My dear friend and mentor Ilene Alexander has just presented me with the book: the long haul.
It came so timely, as recently several episodes in my life have made me consider the value of education in the society we currently live in. As I have reflected sometime ago, for me education is about unlocking potential in people... and more than that, it's about enabling them to enhance and acquire values which will make them better people, helping therefore to make the world a better place. Who knows me, will also know what I think about certificates. I know I shocked many when I finished my first degree and again when I finished all the other formal courses I took. Many think I am obsessed with education. Indeed, I am. Yet, that is totally a different story from being obsessed with certification of allegedly acquired knowledge and titles. Those I can live without. It's the results of the experiences of being involved in given situations that I value; the lessons I personally extract from the contexts in which I actively co-exist, the links I establish, the conversations in which I take part. The certification per se... is nice, but does not necessarily confer honour or dignity ( I know it does not!) to one's deeds. If all that education has not produced any change us, and most importantly, if that change is not materialised in what we do thereafter, what's the point?.
Anyway, rants apart. I am spending the day reading Ilene's present as a form of fighting writer's block. So far, these are the passages I have underlined in the book and which I identify myself with. I thought I'd share them here. I hope you enjoy them as much as I do.

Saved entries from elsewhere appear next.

//! `agentloop proposal` commands.

use anyhow::{Context, Result};
use clap::{Args, Subcommand};
use sqlx::SqlitePool;
use uuid::Uuid;

use crate::adapters::sqlite::{SqliteAgentRepository, SqliteProposalRepository};
use crate::cli::output::proposals_table;
use crate::domain::models::Proposal;
use crate::domain::ports::{ProposalFilter, ProposalRepository};
use crate::infrastructure::logging::{AuditEventType, AuditLog, AuditOutcome};
use crate::services::ApprovalEngine;

#[derive(Args, Debug)]
pub struct ProposalArgs {
    #[command(subcommand)]
    pub command: ProposalCommands,
}

#[derive(Subcommand, Debug)]
pub enum ProposalCommands {
    /// List proposals.
    List {
        #[arg(long)]
        status: Option<String>,
    },
    /// Manually approve a PENDING proposal.
    Approve {
        id: Uuid,
        #[arg(long, default_value = "operator")]
        reviewer: String,
    },
    /// Manually reject a PENDING proposal.
    Reject {
        id: Uuid,
        #[arg(long, default_value = "operator")]
        reviewer: String,
        #[arg(long, default_value = "")]
        reason: String,
    },
}

pub async fn handle(pool: SqlitePool, args: ProposalArgs, audit: Option<&AuditLog>, json: bool) -> Result<()> {
    let proposal_repo = std::sync::Arc::new(SqliteProposalRepository::new(pool.clone()));
    let agent_repo = std::sync::Arc::new(SqliteAgentRepository::new(pool));
    let engine = ApprovalEngine::new(proposal_repo.clone(), agent_repo);

    match args.command {
        ProposalCommands::List { status } => {
            let status = status.and_then(|s| crate::domain::models::ProposalStatus::from_str(&s));
            let proposals = proposal_repo
                .as_ref()
                .list(ProposalFilter { project_id: None, status })
                .await
                .context("failed to list proposals")?;
            print_proposals(&proposals, json);
        }
        ProposalCommands::Approve { id, reviewer } => {
            let proposal = engine.approve(id, &reviewer).await.context("failed to approve proposal")?;
            if let Some(audit) = audit {
                audit
                    .record(AuditEventType::ProposalApproved, "approve_proposal", &reviewer, Some(&id.to_string()), AuditOutcome::Success, None)
                    .ok();
            }
            println!("Approved proposal {} ({})", proposal.title, proposal.id);
        }
        ProposalCommands::Reject { id, reviewer, reason } => {
            let proposal = engine.reject(id, &reviewer, &reason).await.context("failed to reject proposal")?;
            if let Some(audit) = audit {
                audit
                    .record(AuditEventType::ProposalRejected, "reject_proposal", &reviewer, Some(&id.to_string()), AuditOutcome::Success, None)
                    .ok();
            }
            println!("Rejected proposal {} ({})", proposal.title, proposal.id);
        }
    }
    Ok(())
}

fn print_proposals(proposals: &[Proposal], json: bool) {
    if json {
        println!("{}", serde_json::to_string_pretty(proposals).unwrap_or_default());
    } else {
        println!("{}", proposals_table(proposals));
    }
}
//! Board adapter port — the external task board contract (spec §4.6, §6).
//!
//! Grounded on the same ingestion/egress split the plugin adapters used in
//! the donor codebase (`IngestionAdapter`/`EgressAdapter`), collapsed into
//! one `BoardClient` trait since the orchestration core only ever needs one
//! concrete board backend at a time (selected at startup, not per-event).

use async_trait::async_trait;
use serde::{Deserialize, Serialize};

use crate::domain::errors::DomainResult;

#[derive(Debug, Clone, Serialize, Deserialize)]
pub struct BoardSummary {
    pub id: String,
    pub name: String,
    #[serde(default)]
    pub description: String,
}

#[derive(Debug, Clone, Serialize, Deserialize)]
pub struct BoardTask {
    pub id: String,
    pub title: String,
    #[serde(default)]
    pub description: String,
    pub status: String,
    #[serde(default = "default_priority")]
    pub priority: String,
}

fn default_priority() -> String {
    "medium".to_string()
}

/// The board protocol client (spec §6 "Board protocol (bit-exact)").
#[async_trait]
pub trait BoardClient: Send + Sync {
    async fn list_boards(&self) -> DomainResult<Vec<BoardSummary>>;

    async fn list_tasks(&self, board_id: &str, status: Option<&str>) -> DomainResult<Vec<BoardTask>>;

    async fn update_task_status(
        &self,
        board_id: &str,
        task_id: &str,
        status: &str,
        comment: Option<&str>,
    ) -> DomainResult<()>;

    async fn create_task(
        &self,
        board_id: &str,
        title: &str,
        description: &str,
        priority: &str,
    ) -> DomainResult<()>;

    async fn post_comment(&self, board_id: &str, task_id: &str, content: &str) -> DomainResult<()>;

    async fn ask_user(
        &self,
        board_id: &str,
        content: &str,
        correlation_id: Option<&str>,
    ) -> DomainResult<()>;
}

"... there is a difference between being able to read and being intelligent". P.2
"...education is meant to help you do something for others". P.3
"She [Horton's mother] was the best-loved person around there. I've always antagonized people with some things I do.
I make enemies as well as friends, and I take strong positions...". P. 4
"Love your neighbor. That's all it's all about" ... Love was a religion to her, that's what she practiced. It was a good non-doctrinaire background, and it gave me a sense of what was right and what was wrong. (...)
If you believe that people are of worth, you can't treat anybody inhumanely, and that means you not only have to love and respect people, but you have to think in terms of building a society that people can profit most from, and that society has to work on the principle of equality. Otherwise, somebody's going to be left out." P.7
"... you have to to have trust in people, and you have to work through it to to the place where people respond to that trust". P.8
" I learnt a lot growing up. My people were farmers, sharecroppers, factory workers, clerks - anything to make a living. When I heard people insulted by the factory owners, it hurt me personally. I didn't feel a bit inferior to the guy who owned the factory. I felt just as smart, in fact I knew i was smarter than he was. Who was he to talk about people like me and my family?
I guess I got as much help from the opposition in firming up my beliefs as I did from my positive sources." P. 8
Horton, M., Kohl, J. & Kohl, H.R., 1997. The long haul: an autobiography, Teachers College Press.